Everyone collapsed into a heap with a *BANG*. "I think I broke something," complained Merry.  
  
Everyone groaned. "Why do we always have to quote scenes from the movie?" Aragorn muttered. "Where are we, anyways?"  
  
"We have just passed into the land of Los Angeles." Came Gandalf's response.  
  
Looking around, Sam said, "Well...it's, um, certainly different from Middle Earth"  
  
They all stood up and stared in disbelief. Cars roared past at high speeds and trash was strewn across the sidewalks and streets. And everywhere, everywhere there were people walking, talking, running, eating. It certainly was different from Middle-Earth.  
  
"What now?" asked Gimli, who was trying to conceal his axe. Weapons like that were not a good item to be wielding in a place like this.  
  
"Well I suppose now we should find shelter, and then perhaps some food," answered Gandalf, who seemed to know the answer to everything. Well, he was, after all, a Maia. The Middle-Earth members went trudging down the street with nervous, excited, and curious looks on the faces of all. They had barely walked a block when a shrill, high-pitched scream echoed throughout the streets. "LEGOLASSSSSSSSSSS!" screamed about a million fan girls, who all tackled the poor Elf, struggling to get at him.  
  
Gimli pulled out his hidden axe and ran to help his friend in need. "EVERYBODY STAND BACK! I HAVE AN AXE AND I KNOW HOW TO USE IT!" he shouted. The fan girls paid no heed to the Dwarf, and kept wrestling each other for a better position in the ever-growing pile.  
  
Gandalf went to stand in front of the never-ending line of girls and women running to join the others. Pulling himself up to a great height, he bellowed, "YOU SHALL NOT PASS!" The members of the Fellowship had a pained look on their faces, and some of them said things like, "Not again!" and, "we must be cursed to repeat these lines forever!", for indeed, Gandalf had used a line from the movie. But the fan girls stopped and backed away, keeping watchful eyes on the wizard. All of the girls in the pile quickly rose up and dashed off. Then someone spotted Aragorn. As the girls tried to bring him down, Frodo couldn't help thinking that it was going to be a long night.  
  
Merry and Pippin were jumping on their soft hotel beds. Sam was inspecting the garden, and Frodo was sitting in his room, stroking the Ring. Yes, the Ring had not been destroyed, nor had Gollum, Sauron, the Witch King or anybody died. Actually, Sauron should still have the Ring, but Frodo was reluctant to give it back, and most figured it was for the better.  

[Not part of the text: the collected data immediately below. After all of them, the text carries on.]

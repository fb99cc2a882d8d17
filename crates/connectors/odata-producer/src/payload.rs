//! Decoding entity payloads: a JSON object, or an Atom `<entry>` whose
//! `<m:properties>` hold the values.

use quick_xml::events::{BytesStart, Event};
use quick_xml::Reader;
use serde_json::Value;

use query_engine_metadata::metadata::EdmType;
use query_engine_translation::translation::mutation::Payload;

use crate::error::ODataError;

/// Decode a request body into property values. An empty body has no properties.
pub fn decode(content_type: Option<&str>, body: &str) -> Result<Payload, ODataError> {
    let body = body.trim();
    if body.is_empty() {
        return Ok(Payload::new());
    }
    let json = content_type.is_some_and(|content_type| content_type.contains("json"));
    if json || body.starts_with('{') {
        decode_json(body)
    } else if body.starts_with('<') {
        decode_atom(body)
    } else {
        Err(ODataError::BadRequest("Unsupported entity payload".to_string()))
    }
}

/// Accepts a bare object or one wrapped in `{"d": …}`. `__metadata` is ignored.
fn decode_json(body: &str) -> Result<Payload, ODataError> {
    let value: Value = serde_json::from_str(body)
        .map_err(|error| ODataError::BadRequest(format!("Invalid JSON payload: {error}")))?;
    let object = match value {
        Value::Object(mut object) => match object.remove("d") {
            Some(Value::Object(inner)) => inner,
            Some(other) => {
                object.insert("d".to_string(), other);
                object
            }
            None => object,
        },
        _ => {
            return Err(ODataError::BadRequest(
                "Invalid JSON payload: expected an object".to_string(),
            ))
        }
    };
    Ok(object
        .into_iter()
        .filter(|(name, _)| name != "__metadata")
        .collect())
}

/// An element under `<m:properties>` being read.
struct OpenProperty {
    name: String,
    edm_type: Option<EdmType>,
    null: bool,
    text: String,
}

fn decode_atom(body: &str) -> Result<Payload, ODataError> {
    let invalid = |error: quick_xml::Error| ODataError::BadRequest(format!("Invalid Atom payload: {error}"));

    let mut reader = Reader::from_str(body);
    reader.config_mut().trim_text(true);

    let mut payload = Payload::new();
    let mut in_properties = false;
    let mut open: Option<OpenProperty> = None;

    loop {
        match reader.read_event().map_err(invalid)? {
            Event::Start(start) if start.local_name().as_ref() == b"properties" => {
                in_properties = true;
            }
            Event::Start(start) if in_properties && open.is_none() => {
                open = Some(open_property(&start)?);
            }
            Event::Empty(start) if in_properties => {
                let property = open_property(&start)?;
                payload.insert(property.name.clone(), property_value(property));
            }
            Event::Text(text) => {
                if let Some(property) = open.as_mut() {
                    property.text.push_str(&text.unescape().map_err(invalid)?);
                }
            }
            Event::CData(data) => {
                if let Some(property) = open.as_mut() {
                    property.text.push_str(&String::from_utf8_lossy(&data));
                }
            }
            Event::End(end) if end.local_name().as_ref() == b"properties" => {
                in_properties = false;
            }
            Event::End(end) => {
                let closes_open = open
                    .as_ref()
                    .is_some_and(|property| end.local_name().as_ref() == property.name.as_bytes());
                if closes_open {
                    if let Some(property) = open.take() {
                        payload.insert(property.name.clone(), property_value(property));
                    }
                }
            }
            Event::Eof => break,
            _ => {}
        }
    }
    Ok(payload)
}

fn open_property(start: &BytesStart) -> Result<OpenProperty, ODataError> {
    let mut property = OpenProperty {
        name: String::from_utf8_lossy(start.local_name().as_ref()).into_owned(),
        edm_type: None,
        null: false,
        text: String::new(),
    };
    for attribute in start.attributes() {
        let attribute = attribute
            .map_err(|error| ODataError::BadRequest(format!("Invalid Atom payload: {error}")))?;
        let value = attribute
            .unescape_value()
            .map_err(|error| ODataError::BadRequest(format!("Invalid Atom payload: {error}")))?;
        match attribute.key.local_name().as_ref() {
            b"type" => property.edm_type = EdmType::from_name(&value),
            b"null" => property.null = value == "true",
            _ => {}
        }
    }
    Ok(property)
}

/// Text is typed by `m:type`. Empty elements are empty strings, or null when typed as
/// anything but a string.
fn property_value(property: OpenProperty) -> Value {
    if property.null {
        return Value::Null;
    }
    let text = property.text;
    match property.edm_type {
        None | Some(EdmType::String) => Value::String(text),
        Some(_) if text.is_empty() => Value::Null,
        Some(EdmType::Boolean) => match text.as_str() {
            "true" | "1" => Value::Bool(true),
            "false" | "0" => Value::Bool(false),
            _ => Value::String(text),
        },
        Some(EdmType::Byte | EdmType::Int16 | EdmType::Int32 | EdmType::Int64) => {
            text.parse::<i64>().map_or(Value::String(text), Value::from)
        }
        Some(EdmType::Double | EdmType::Single | EdmType::Decimal) => text
            .parse::<f64>()
            .ok()
            .filter(|f| f.is_finite())
            .map_or(Value::String(text), Value::from),
        Some(EdmType::DateTime | EdmType::Binary) => Value::String(text),
    }
}
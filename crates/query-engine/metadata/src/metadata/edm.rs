//! EDM primitive types and how database column types map onto them.

use enum_iterator::Sequence;
use schemars::JsonSchema;
use serde::{Deserialize, Serialize};

/// The primitive types a property can have.
#[derive(
    Debug, Clone, Copy, PartialEq, Eq, PartialOrd, Ord, Hash, Sequence, Serialize, Deserialize, JsonSchema,
)]
pub enum EdmType {
    Binary,
    Boolean,
    Byte,
    DateTime,
    Decimal,
    Double,
    Int16,
    Int32,
    Int64,
    Single,
    String,
}

impl EdmType {
    /// The qualified name used in documents, such as `Edm.Int32`.
    pub fn name(self) -> &'static str {
        match self {
            EdmType::Binary => "Edm.Binary",
            EdmType::Boolean => "Edm.Boolean",
            EdmType::Byte => "Edm.Byte",
            EdmType::DateTime => "Edm.DateTime",
            EdmType::Decimal => "Edm.Decimal",
            EdmType::Double => "Edm.Double",
            EdmType::Int16 => "Edm.Int16",
            EdmType::Int32 => "Edm.Int32",
            EdmType::Int64 => "Edm.Int64",
            EdmType::Single => "Edm.Single",
            EdmType::String => "Edm.String",
        }
    }

    /// Parse a qualified name back into a type.
    pub fn from_name(name: &str) -> Option<EdmType> {
        enum_iterator::all::<EdmType>().find(|edm_type| edm_type.name() == name)
    }

    /// Map a declared SQL column type, such as `VARCHAR(256)` or `integer`, onto an EDM
    /// type. Unknown types are strings.
    pub fn from_sql_type(declared: &str) -> EdmType {
        let (base, _) = split_declared_type(declared);
        match base.as_str() {
            "INT" | "INTEGER" | "MEDIUMINT" => EdmType::Int32,
            "SMALLINT" => EdmType::Int16,
            "TINYINT" => EdmType::Byte,
            "BIGINT" => EdmType::Int64,
            "BOOLEAN" | "BOOL" | "BIT" => EdmType::Boolean,
            "REAL" | "DOUBLE" | "DOUBLE PRECISION" | "FLOAT" => EdmType::Double,
            "DECIMAL" | "NUMERIC" => EdmType::Decimal,
            "DATE" | "DATETIME" | "TIMESTAMP" => EdmType::DateTime,
            "BLOB" | "BINARY" | "VARBINARY" => EdmType::Binary,
            _ => EdmType::String,
        }
    }

    /// Map a `java.sql.Types` code, as found in exported custom entity declarations.
    pub fn from_type_code(code: i32) -> Option<EdmType> {
        match code {
            -7 | 16 => Some(EdmType::Boolean),
            -6 => Some(EdmType::Byte),
            5 => Some(EdmType::Int16),
            4 => Some(EdmType::Int32),
            -5 => Some(EdmType::Int64),
            6 | 8 => Some(EdmType::Double),
            7 => Some(EdmType::Single),
            2 | 3 => Some(EdmType::Decimal),
            91 | 92 | 93 => Some(EdmType::DateTime),
            -4 | -3 | -2 | 2004 => Some(EdmType::Binary),
            -16 | -15 | -9 | -1 | 1 | 12 | 2005 => Some(EdmType::String),
            _ => None,
        }
    }

    /// The size reported for a property when the declaration gives none.
    pub fn default_max_length(self) -> Option<u32> {
        match self {
            EdmType::Byte => Some(8),
            EdmType::Int16 => Some(16),
            EdmType::Int32 => Some(32),
            EdmType::Int64 => Some(64),
            _ => None,
        }
    }

    /// Whether values of this type are rendered without an `m:type` attribute and
    /// quoted in keys.
    pub fn is_string(self) -> bool {
        self == EdmType::String
    }

    pub fn is_integer(self) -> bool {
        matches!(
            self,
            EdmType::Byte | EdmType::Int16 | EdmType::Int32 | EdmType::Int64
        )
    }
}

/// Split `VARCHAR(256)` into `("VARCHAR", Some(256))`. The base is uppercased and its
/// whitespace collapsed.
pub fn split_declared_type(declared: &str) -> (String, Option<u32>) {
    let (base, size) = match declared.split_once('(') {
        None => (declared, None),
        Some((base, rest)) => {
            let size = rest
                .split(|c| c == ',' || c == ')')
                .next()
                .and_then(|size| size.trim().parse::<u32>().ok());
            (base, size)
        }
    };
    let base = base
        .split_whitespace()
        .collect::<Vec<_>>()
        .join(" ")
        .to_ascii_uppercase();
    (base, size)
}
mod pool_settings;
mod secret;
pub mod uri;

pub use pool_settings::PoolSettings;
pub use secret::Secret;
pub use uri::ConnectionUri;
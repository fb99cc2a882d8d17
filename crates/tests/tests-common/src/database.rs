//! Temporary SQLite databases.

use sqlx::{Connection, Row, SqliteConnection};

/// The tables most tests run against. `Table_Name1` has an integer key,
/// `Table_Name2` a string key.
pub const SAMPLE_SCHEMA: &[&str] = &[
    "CREATE TABLE Table_Name1 (id INTEGER PRIMARY KEY, str_col VARCHAR(256), num_col INT)",
    "CREATE TABLE Table_Name2 (id VARCHAR(36) PRIMARY KEY, ref_name VARCHAR(256))",
    "INSERT INTO Table_Name1 VALUES (1, 'value1', 1), (2, 'value2', 2), (3, 'xfoo', 3)",
    "INSERT INTO Table_Name2 VALUES ('a', 'ref name1')",
];

/// A database file in a temporary directory, removed on drop.
pub struct TestDatabase {
    directory: tempfile::TempDir,
    pub uri: String,
}

impl TestDatabase {
    /// Create a database and run `statements` against it.
    pub async fn new(statements: &[&str]) -> anyhow::Result<TestDatabase> {
        let directory = tempfile::tempdir()?;
        let uri = format!(
            "sqlite://{}?mode=rwc",
            directory.path().join("odata.db").display()
        );
        let database = TestDatabase { directory, uri };
        for statement in statements {
            database.execute(statement).await?;
        }
        Ok(database)
    }

    /// A database holding [`SAMPLE_SCHEMA`].
    pub async fn sample() -> anyhow::Result<TestDatabase> {
        TestDatabase::new(SAMPLE_SCHEMA).await
    }

    /// A scratch directory next to the database, for configuration files.
    pub fn directory(&self) -> &std::path::Path {
        self.directory.path()
    }

    pub async fn execute(&self, statement: &str) -> anyhow::Result<()> {
        let mut connection = SqliteConnection::connect(&self.uri).await?;
        sqlx::query(statement).execute(&mut connection).await?;
        connection.close().await?;
        Ok(())
    }

    pub async fn count(&self, table: &str) -> anyhow::Result<i64> {
        let mut connection = SqliteConnection::connect(&self.uri).await?;
        let row = sqlx::query(&format!("SELECT COUNT(*) FROM {table}"))
            .fetch_one(&mut connection)
            .await?;
        connection.close().await?;
        Ok(row.try_get(0)?)
    }
}
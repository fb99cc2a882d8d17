//! Splitting a `$batch` body into the requests it carries.
//!
//! Parsing is lenient: part headers and the request line may be interleaved, the
//! HTTP version of a request line is optional, and the closing delimiter may be
//! missing.

use crate::error::ODataError;
use crate::request::Method;

pub const EXPECTING_MULTIPART: &str = "Expecting a valid multipart request and payload";

/// One request of a batch, before it is interpreted.
#[derive(Debug, Clone, PartialEq, Eq)]
pub struct BatchPart {
    pub method: String,
    pub url: String,
    pub headers: Vec<(String, String)>,
    pub body: String,
}

impl BatchPart {
    /// A request header, matched case-insensitively.
    pub fn header(&self, name: &str) -> Option<&str> {
        self.headers
            .iter()
            .find(|(n, _)| n.eq_ignore_ascii_case(name))
            .map(|(_, value)| value.as_str())
    }
}

fn expecting_multipart() -> ODataError {
    ODataError::BadRequest(EXPECTING_MULTIPART.to_string())
}

/// Split a batch body. Without a multipart content type the body is only accepted
/// when `allow_any_request_body` is set, and the boundary is taken from the body.
pub fn parse_batch(
    content_type: Option<&str>,
    body: &str,
    allow_any_request_body: bool,
) -> Result<Vec<BatchPart>, ODataError> {
    if body.trim().is_empty() {
        return Err(expecting_multipart());
    }
    let multipart = content_type.filter(|content_type| {
        content_type
            .trim_start()
            .to_ascii_lowercase()
            .starts_with("multipart/")
    });
    if multipart.is_none() && !allow_any_request_body {
        return Err(expecting_multipart());
    }
    let boundary = multipart
        .and_then(boundary_parameter)
        .or_else(|| {
            if allow_any_request_body {
                sniff_boundary(body)
            } else {
                None
            }
        })
        .ok_or_else(expecting_multipart)?;

    let lines: Vec<&str> = body.lines().collect();
    parse_multipart(&lines, &boundary, 0)
}

/// The `boundary` parameter of a content type, unquoted.
pub fn boundary_parameter(content_type: &str) -> Option<String> {
    content_type.split(';').skip(1).find_map(|parameter| {
        let (name, value) = parameter.split_once('=')?;
        if name.trim().eq_ignore_ascii_case("boundary") {
            let value = value.trim().trim_matches('"');
            (!value.is_empty()).then(|| value.to_string())
        } else {
            None
        }
    })
}

/// The first delimiter line of a body, `--boundary`.
fn sniff_boundary(body: &str) -> Option<String> {
    let first = body.lines().map(str::trim).find(|line| !line.is_empty())?;
    let boundary = first.strip_prefix("--")?;
    (!boundary.is_empty()).then(|| boundary.to_string())
}

fn parse_multipart(lines: &[&str], boundary: &str, depth: usize) -> Result<Vec<BatchPart>, ODataError> {
    let delimiter = format!("--{boundary}");
    let close = format!("--{boundary}--");

    let mut sections: Vec<Vec<&str>> = vec![];
    let mut current: Option<Vec<&str>> = None;
    for &line in lines {
        let trimmed = line.trim_end();
        if trimmed == close {
            break;
        } else if trimmed == delimiter {
            if let Some(section) = current.replace(vec![]) {
                sections.push(section);
            }
        } else if let Some(section) = current.as_mut() {
            section.push(line);
        }
    }
    if let Some(section) = current {
        sections.push(section);
    }
    if sections.is_empty() {
        return Err(expecting_multipart());
    }

    let mut parts = vec![];
    for section in sections {
        parts.extend(parse_section(&section, depth)?);
    }
    Ok(parts)
}

/// `GET /OData.svc/TableName1s HTTP/1.1` or `DELETE TableName1s(1)`.
fn request_line(line: &str) -> Option<(String, String)> {
    let mut tokens = line.split_whitespace();
    let method = tokens.next()?;
    let url = tokens.next()?;
    let is_method = method.chars().all(|c| c.is_ascii_uppercase()) && Method::parse(method).is_some();
    is_method.then(|| (method.to_string(), url.to_string()))
}

fn header_line(line: &str) -> Option<(String, String)> {
    let (name, value) = line.split_once(':')?;
    let name = name.trim();
    if name.is_empty() || !name.chars().all(|c| c.is_ascii_alphanumeric() || c == '-') {
        return None;
    }
    Some((name.to_string(), value.trim().to_string()))
}

fn invalid_part(reason: &str) -> ODataError {
    ODataError::BadRequest(format!("Invalid batch part: {reason}"))
}

/// One section between delimiters: either a changeset holding more sections, or a
/// single request.
fn parse_section(lines: &[&str], depth: usize) -> Result<Vec<BatchPart>, ODataError> {
    let mut index = 0;
    let mut section_headers = vec![];
    while let Some(line) = lines.get(index).map(|line| line.trim()) {
        if line.is_empty() {
            index += 1;
            if section_headers.is_empty() {
                continue;
            }
            break;
        }
        if request_line(line).is_some() {
            break;
        }
        let header = header_line(line).ok_or_else(|| invalid_part("malformed header"))?;
        section_headers.push(header);
        index += 1;
    }

    let changeset = section_headers.iter().find_map(|(name, value)| {
        (name.eq_ignore_ascii_case("Content-Type")
            && value.to_ascii_lowercase().starts_with("multipart/mixed"))
        .then_some(value.as_str())
    });
    if let Some(content_type) = changeset {
        if depth > 0 {
            return Err(ODataError::BadRequest(
                "Nested changesets are not supported".to_string(),
            ));
        }
        let boundary = boundary_parameter(content_type).ok_or_else(expecting_multipart)?;
        return parse_multipart(&lines[index..], &boundary, depth + 1);
    }

    while lines.get(index).is_some_and(|line| line.trim().is_empty()) {
        index += 1;
    }
    if index >= lines.len() {
        // a trailing empty section
        return Ok(vec![]);
    }
    let (method, url) = request_line(lines[index].trim()).ok_or_else(|| invalid_part("missing request line"))?;
    index += 1;

    let mut headers = vec![];
    while let Some(line) = lines.get(index).map(|line| line.trim()) {
        if line.is_empty() {
            index += 1;
            break;
        }
        match header_line(line) {
            Some(header) => {
                headers.push(header);
                index += 1;
            }
            None => break,
        }
    }

    let body = lines[index..].join("\n").trim().to_string();
    Ok(vec![BatchPart {
        method,
        url,
        headers,
        body,
    }])
}
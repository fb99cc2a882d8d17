//! Build the entity model of a database from its schema and the custom entities.

use query_engine_metadata::metadata::{
    self, naming, CustomEntity, EdmType, EntityModel, EntityProperty, EntitySource, EntityType,
};
use sqlx::Row;
use tracing::{info_span, Instrument};

use crate::error::Error;

const TABLES_QUERY: &str = include_str!("introspection/tables.sql");
const COLUMNS_QUERY: &str = include_str!("introspection/columns.sql");

/// Tables are read from the main schema of the connection.
pub const SCHEMA: &str = "main";

/// Introspect the tables reachable through `connection` and merge in the custom
/// entities. Tables come first in name order, then custom entities in declaration order.
pub async fn build_entity_model(
    connection: &mut sqlx::SqliteConnection,
    custom_entities: &[CustomEntity],
) -> Result<EntityModel, Error> {
    let tables = introspect_tables(connection)
        .instrument(info_span!("Introspect tables"))
        .await?;

    let custom = custom_entities
        .iter()
        .map(CustomEntity::to_entity_type)
        .collect::<Result<Vec<_>, _>>()?;

    tracing::info!(
        tables = tables.len(),
        custom_entities = custom.len(),
        "built entity model"
    );
    Ok(EntityModel::new(tables, custom))
}

async fn introspect_tables(connection: &mut sqlx::SqliteConnection) -> Result<Vec<EntityType>, Error> {
    let table_rows = sqlx::query(TABLES_QUERY)
        .fetch_all(&mut *connection)
        .await?
        .iter()
        .map(|row| {
            Ok((
                row.try_get::<String, _>("name")?,
                row.try_get::<Option<String>, _>("sql")?.unwrap_or_default(),
            ))
        })
        .collect::<Result<Vec<_>, sqlx::Error>>()?;

    let mut tables = vec![];
    for (table, create_sql) in table_rows {
        let columns = sqlx::query(COLUMNS_QUERY)
            .bind(&table)
            .fetch_all(&mut *connection)
            .await?;
        let columns = columns
            .iter()
            .map(|row| {
                Ok(IntrospectedColumn {
                    cid: row.try_get("cid")?,
                    name: row.try_get("name")?,
                    declared_type: row.try_get("type")?,
                    not_null: row.try_get("notnull")?,
                    primary_key_position: row.try_get("pk")?,
                })
            })
            .collect::<Result<Vec<_>, sqlx::Error>>()?;

        let without_row_id = is_without_row_id(&create_sql);
        match table_entity_type(&table, columns, without_row_id) {
            Some(entity_type) => tables.push(entity_type),
            None => tracing::warn!(table, "skipping table without columns"),
        }
    }
    Ok(tables)
}

/// A row of `pragma_table_info`.
#[derive(Debug, Clone, PartialEq)]
struct IntrospectedColumn {
    cid: i64,
    name: String,
    declared_type: String,
    not_null: bool,
    primary_key_position: i64,
}

/// `CREATE TABLE ... WITHOUT ROWID`, whatever the spacing and case.
fn is_without_row_id(create_sql: &str) -> bool {
    let words: Vec<String> = create_sql
        .split(|c: char| c.is_whitespace() || c == ')' || c == ';' || c == ',')
        .filter(|word| !word.is_empty())
        .map(str::to_ascii_uppercase)
        .collect();
    words
        .windows(2)
        .any(|pair| pair[0] == "WITHOUT" && pair[1] == "ROWID")
}

/// Only a lone primary key column declared exactly `INTEGER` aliases the row id of a
/// rowid table. `INT PRIMARY KEY` and `BIGINT PRIMARY KEY` are ordinary columns.
fn aliases_row_id(columns: &[IntrospectedColumn], without_row_id: bool) -> bool {
    let mut keys = columns.iter().filter(|column| column.primary_key_position > 0);
    match (keys.next(), keys.next()) {
        (Some(key), None) => {
            !without_row_id && key.declared_type.trim().eq_ignore_ascii_case("INTEGER")
        }
        _ => false,
    }
}

fn table_entity_type(
    table: &str,
    columns: Vec<IntrospectedColumn>,
    without_row_id: bool,
) -> Option<EntityType> {
    let first = columns.first()?.name.clone();
    let row_id_key = aliases_row_id(&columns, without_row_id);

    let mut keys: Vec<&IntrospectedColumn> = columns
        .iter()
        .filter(|column| column.primary_key_position > 0)
        .collect();
    keys.sort_by_key(|column| column.primary_key_position);
    let mut keys: Vec<String> = keys
        .into_iter()
        .map(|column| naming::pascalize(&column.name))
        .collect();
    if keys.is_empty() {
        tracing::warn!(table, key = %first, "table has no primary key, keying by its first column");
        keys.push(naming::pascalize(&first));
    }

    let properties = columns
        .into_iter()
        .map(|column| {
            let edm_type = EdmType::from_sql_type(&column.declared_type);
            let (_, declared_size) = metadata::edm::split_declared_type(&column.declared_type);
            EntityProperty {
                name: naming::pascalize(&column.name),
                nullable: !column.not_null && column.primary_key_position == 0,
                max_length: declared_size.or(edm_type.default_max_length()),
                ordinal: u32::try_from(column.cid + 1).unwrap_or(u32::MAX),
                column_name: column.name,
                edm_type,
            }
        })
        .collect();

    Some(EntityType::new(
        naming::pascalize(table),
        EntitySource::Table {
            schema: SCHEMA.to_string(),
            table: table.to_string(),
        },
        properties,
        keys,
    )
    .with_row_id_key(row_id_key))
}

#[cfg(test)]
mod tests {
    use super::*;
    use sqlx::Connection;

    fn column(cid: i64, name: &str, declared_type: &str, not_null: bool, pk: i64) -> IntrospectedColumn {
        IntrospectedColumn {
            cid,
            name: name.to_string(),
            declared_type: declared_type.to_string(),
            not_null,
            primary_key_position: pk,
        }
    }

    #[test]
    fn table_shape() {
        let entity_type = table_entity_type(
            "Table_Name1",
            vec![
                column(0, "id", "INTEGER", false, 1),
                column(1, "str_col", "VARCHAR(256)", true, 0),
                column(2, "num_col", "int", false, 0),
            ],
            false,
        )
        .unwrap();

        assert_eq!(entity_type.name, "TableName1");
        assert_eq!(entity_type.entity_set_name, "TableName1s");
        assert_eq!(entity_type.keys, vec!["Id".to_string()]);
        assert!(entity_type.row_id_key);

        let id = entity_type.property("Id").unwrap();
        assert_eq!(id.edm_type, EdmType::Int32);
        assert!(!id.nullable);
        assert_eq!(id.max_length, Some(32));

        let str_col = entity_type.property("StrCol").unwrap();
        assert_eq!(str_col.column_name, "str_col");
        assert_eq!(str_col.max_length, Some(256));
        assert!(!str_col.nullable);

        assert!(entity_type.property("NumCol").unwrap().nullable);
    }

    #[test]
    fn tables_without_keys_use_the_first_column() {
        let entity_type =
            table_entity_type("log", vec![column(0, "message", "TEXT", false, 0)], false)
                .unwrap();
        assert_eq!(entity_type.keys, vec!["Message".to_string()]);
        assert!(!entity_type.row_id_key);
        assert!(table_entity_type("empty", vec![], false).is_none());
    }

    #[test]
    fn only_integer_keys_of_rowid_tables_alias_the_row_id() {
        let key = |declared_type: &str| vec![column(0, "id", declared_type, false, 1)];
        assert!(aliases_row_id(&key("INTEGER"), false));
        assert!(aliases_row_id(&key("integer"), false));
        assert!(!aliases_row_id(&key("INT"), false));
        assert!(!aliases_row_id(&key("BIGINT"), false));
        assert!(!aliases_row_id(&key("INTEGER"), true));
        assert!(!aliases_row_id(
            &[
                column(0, "a", "INTEGER", false, 1),
                column(1, "b", "INTEGER", false, 2),
            ],
            false
        ));

        assert!(is_without_row_id(
            "CREATE TABLE t (id INTEGER PRIMARY KEY) without\n  rowid"
        ));
        assert!(is_without_row_id("CREATE TABLE t (id INT PRIMARY KEY)WITHOUT ROWID;"));
        assert!(!is_without_row_id("CREATE TABLE t (id INTEGER PRIMARY KEY)"));
    }

    #[tokio::test]
    async fn introspects_row_id_keys() {
        let mut connection = sqlx::SqliteConnection::connect("sqlite::memory:").await.unwrap();
        for statement in [
            "CREATE TABLE aliased (id INTEGER PRIMARY KEY, label TEXT)",
            "CREATE TABLE plain (id INT PRIMARY KEY, label TEXT)",
            "CREATE TABLE wide (id BIGINT PRIMARY KEY, label TEXT)",
            "CREATE TABLE clustered (id INTEGER PRIMARY KEY, label TEXT) WITHOUT ROWID",
        ] {
            sqlx::query(statement).execute(&mut connection).await.unwrap();
        }

        let model = build_entity_model(&mut connection, &[]).await.unwrap();
        let row_id_keys: Vec<(&str, bool)> = model
            .entity_types
            .iter()
            .map(|entity_type| (entity_type.entity_set_name.as_str(), entity_type.row_id_key))
            .collect();
        assert_eq!(
            row_id_keys,
            vec![
                ("Aliaseds", true),
                ("Clustereds", false),
                ("Plains", false),
                ("Wides", false),
            ]
        );
    }

    #[tokio::test]
    async fn introspects_a_database() {
        let mut connection = sqlx::SqliteConnection::connect("sqlite::memory:").await.unwrap();
        sqlx::query(
            "CREATE TABLE b_table (code TEXT, part INTEGER, label VARCHAR(10), PRIMARY KEY (part, code))",
        )
        .execute(&mut connection)
        .await
        .unwrap();
        sqlx::query("CREATE TABLE a_table (id INTEGER PRIMARY KEY, flag BOOLEAN)")
            .execute(&mut connection)
            .await
            .unwrap();

        let model = build_entity_model(&mut connection, &[]).await.unwrap();
        let names: Vec<&str> = model.entity_set_names().collect();
        assert_eq!(names, vec!["ATables", "BTables"]);

        let b_table = model.entity_set("BTables").unwrap();
        assert_eq!(b_table.keys, vec!["Part".to_string(), "Code".to_string()]);
        assert_eq!(
            b_table.property("Label").unwrap().max_length,
            Some(10)
        );
        assert_eq!(
            model.entity_set("ATables").unwrap().property("Flag").unwrap().edm_type,
            EdmType::Boolean
        );
    }
}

On the balcony to their room (the group had taken up a whole floor of the spacious hotel), stood Aragorn and Arwen, attempting to see the stars, but, because of all the light, they weren't successful. The last anyone saw Faramir and Eowyn, they had said something about testing out the hotel bed, if you get my drift. Gimli, of course, was scouting the area for any caves, but the closest he found to a cave was the subway. Legolas decided to stay inside after the horrid experience with all those girls. Sauron had immediately blown up some walls so that there was enough space for his orcs. He was now busy making plans for conquering Los Angeles.  
  
"Merry, I'm hungry!" Pippin whined.  
  
Merry whacked Pippin with a pillow and giggling, said, "You're always hungry, Pip. But I am hungry as well. Let's go find Gandalf and see what his plans are for getting some food." The two hobbits dashed off to the main room (another room that Sauron had so kindly made larger) in search of the wizard. 


End file.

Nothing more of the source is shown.